What to do:
In the records below, which lines include "enabled"? Copy them.

[[ Dataset, beginning ]]

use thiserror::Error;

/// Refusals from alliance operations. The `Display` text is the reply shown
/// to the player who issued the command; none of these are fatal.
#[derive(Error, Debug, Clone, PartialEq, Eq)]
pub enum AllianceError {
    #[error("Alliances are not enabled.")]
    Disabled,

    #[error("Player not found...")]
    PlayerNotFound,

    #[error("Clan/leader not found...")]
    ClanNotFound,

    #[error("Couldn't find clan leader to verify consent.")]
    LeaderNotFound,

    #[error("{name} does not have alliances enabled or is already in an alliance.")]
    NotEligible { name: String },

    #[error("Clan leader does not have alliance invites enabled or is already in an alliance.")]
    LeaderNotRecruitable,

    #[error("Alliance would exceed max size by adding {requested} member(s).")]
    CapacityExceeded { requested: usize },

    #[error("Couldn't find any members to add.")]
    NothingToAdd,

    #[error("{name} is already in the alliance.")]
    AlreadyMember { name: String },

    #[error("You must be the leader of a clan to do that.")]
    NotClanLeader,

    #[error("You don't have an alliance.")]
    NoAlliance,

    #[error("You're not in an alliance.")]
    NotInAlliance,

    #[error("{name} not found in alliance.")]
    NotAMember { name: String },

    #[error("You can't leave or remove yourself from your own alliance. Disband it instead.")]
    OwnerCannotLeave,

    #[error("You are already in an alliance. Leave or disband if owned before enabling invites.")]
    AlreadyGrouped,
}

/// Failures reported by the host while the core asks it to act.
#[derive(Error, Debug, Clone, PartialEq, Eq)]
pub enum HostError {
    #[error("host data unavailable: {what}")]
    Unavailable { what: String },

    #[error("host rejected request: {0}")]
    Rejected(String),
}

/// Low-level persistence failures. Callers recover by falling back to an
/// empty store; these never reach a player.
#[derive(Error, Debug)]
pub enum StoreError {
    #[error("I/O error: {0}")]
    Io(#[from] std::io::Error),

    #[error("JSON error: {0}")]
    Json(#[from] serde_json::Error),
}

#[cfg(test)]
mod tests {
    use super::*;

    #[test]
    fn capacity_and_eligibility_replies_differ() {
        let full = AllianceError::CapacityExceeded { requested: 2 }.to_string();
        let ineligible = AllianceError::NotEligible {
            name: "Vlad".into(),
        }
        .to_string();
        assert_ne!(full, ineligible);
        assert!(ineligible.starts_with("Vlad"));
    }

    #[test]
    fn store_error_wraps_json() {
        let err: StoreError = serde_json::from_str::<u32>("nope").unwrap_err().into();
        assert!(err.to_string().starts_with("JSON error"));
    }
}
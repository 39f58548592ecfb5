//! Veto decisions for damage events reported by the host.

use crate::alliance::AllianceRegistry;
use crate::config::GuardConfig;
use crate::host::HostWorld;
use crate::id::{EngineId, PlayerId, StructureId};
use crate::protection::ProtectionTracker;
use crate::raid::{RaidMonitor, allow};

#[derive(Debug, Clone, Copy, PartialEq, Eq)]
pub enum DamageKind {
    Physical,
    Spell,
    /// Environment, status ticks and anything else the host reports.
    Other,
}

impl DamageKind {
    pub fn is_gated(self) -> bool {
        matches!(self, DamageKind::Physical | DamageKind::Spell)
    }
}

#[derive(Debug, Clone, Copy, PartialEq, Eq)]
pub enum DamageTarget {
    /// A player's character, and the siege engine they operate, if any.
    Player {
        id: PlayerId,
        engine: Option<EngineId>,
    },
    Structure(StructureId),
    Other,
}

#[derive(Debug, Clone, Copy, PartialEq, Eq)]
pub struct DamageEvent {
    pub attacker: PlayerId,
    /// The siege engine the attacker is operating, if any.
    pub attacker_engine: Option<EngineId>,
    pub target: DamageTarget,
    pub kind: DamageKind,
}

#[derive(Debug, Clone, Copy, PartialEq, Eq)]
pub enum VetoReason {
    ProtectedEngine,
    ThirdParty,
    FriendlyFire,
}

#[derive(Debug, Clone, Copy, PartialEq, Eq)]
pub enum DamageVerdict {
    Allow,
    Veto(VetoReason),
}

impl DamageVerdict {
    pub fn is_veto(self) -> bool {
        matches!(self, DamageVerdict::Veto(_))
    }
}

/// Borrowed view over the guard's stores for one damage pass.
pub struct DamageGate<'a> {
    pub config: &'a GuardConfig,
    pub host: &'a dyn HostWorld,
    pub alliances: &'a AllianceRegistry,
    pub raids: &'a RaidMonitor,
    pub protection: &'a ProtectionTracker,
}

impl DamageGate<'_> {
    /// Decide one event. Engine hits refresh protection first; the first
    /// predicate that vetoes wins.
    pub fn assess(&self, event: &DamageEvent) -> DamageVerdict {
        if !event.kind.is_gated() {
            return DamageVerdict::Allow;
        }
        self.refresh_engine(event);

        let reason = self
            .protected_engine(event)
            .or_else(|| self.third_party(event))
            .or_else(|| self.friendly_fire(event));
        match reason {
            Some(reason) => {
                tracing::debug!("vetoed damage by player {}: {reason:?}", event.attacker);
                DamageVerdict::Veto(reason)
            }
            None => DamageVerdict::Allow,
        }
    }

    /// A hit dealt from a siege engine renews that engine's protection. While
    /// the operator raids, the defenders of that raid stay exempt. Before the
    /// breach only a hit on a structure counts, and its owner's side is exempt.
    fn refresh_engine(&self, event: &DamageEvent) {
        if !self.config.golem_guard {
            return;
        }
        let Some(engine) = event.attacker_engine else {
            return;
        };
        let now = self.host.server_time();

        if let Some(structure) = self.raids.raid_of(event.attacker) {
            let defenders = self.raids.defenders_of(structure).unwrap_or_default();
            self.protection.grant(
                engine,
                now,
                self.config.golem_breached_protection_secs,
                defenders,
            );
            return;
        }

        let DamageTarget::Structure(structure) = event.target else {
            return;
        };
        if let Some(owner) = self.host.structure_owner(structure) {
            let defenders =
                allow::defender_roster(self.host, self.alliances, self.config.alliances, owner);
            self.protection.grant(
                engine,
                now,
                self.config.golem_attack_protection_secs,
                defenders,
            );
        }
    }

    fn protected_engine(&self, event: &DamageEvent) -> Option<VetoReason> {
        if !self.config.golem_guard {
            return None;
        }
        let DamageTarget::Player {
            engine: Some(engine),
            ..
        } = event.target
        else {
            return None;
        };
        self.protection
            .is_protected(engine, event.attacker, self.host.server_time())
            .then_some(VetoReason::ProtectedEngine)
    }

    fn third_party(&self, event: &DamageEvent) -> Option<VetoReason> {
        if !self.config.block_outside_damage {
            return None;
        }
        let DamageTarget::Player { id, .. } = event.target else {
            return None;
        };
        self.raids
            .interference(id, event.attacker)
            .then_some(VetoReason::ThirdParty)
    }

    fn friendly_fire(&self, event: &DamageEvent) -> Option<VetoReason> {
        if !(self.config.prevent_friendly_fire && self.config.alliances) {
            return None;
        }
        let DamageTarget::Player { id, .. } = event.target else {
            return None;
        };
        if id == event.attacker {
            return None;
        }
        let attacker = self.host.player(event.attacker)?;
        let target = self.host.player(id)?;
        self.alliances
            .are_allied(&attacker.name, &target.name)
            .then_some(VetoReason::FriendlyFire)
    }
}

[[ Dataset, end ]]

Result below:
    #[error("Alliances are not enabled.")]
    #[error("{name} does not have alliances enabled or is already in an alliance.")]
    #[error("Clan leader does not have alliance invites enabled or is already in an alliance.")]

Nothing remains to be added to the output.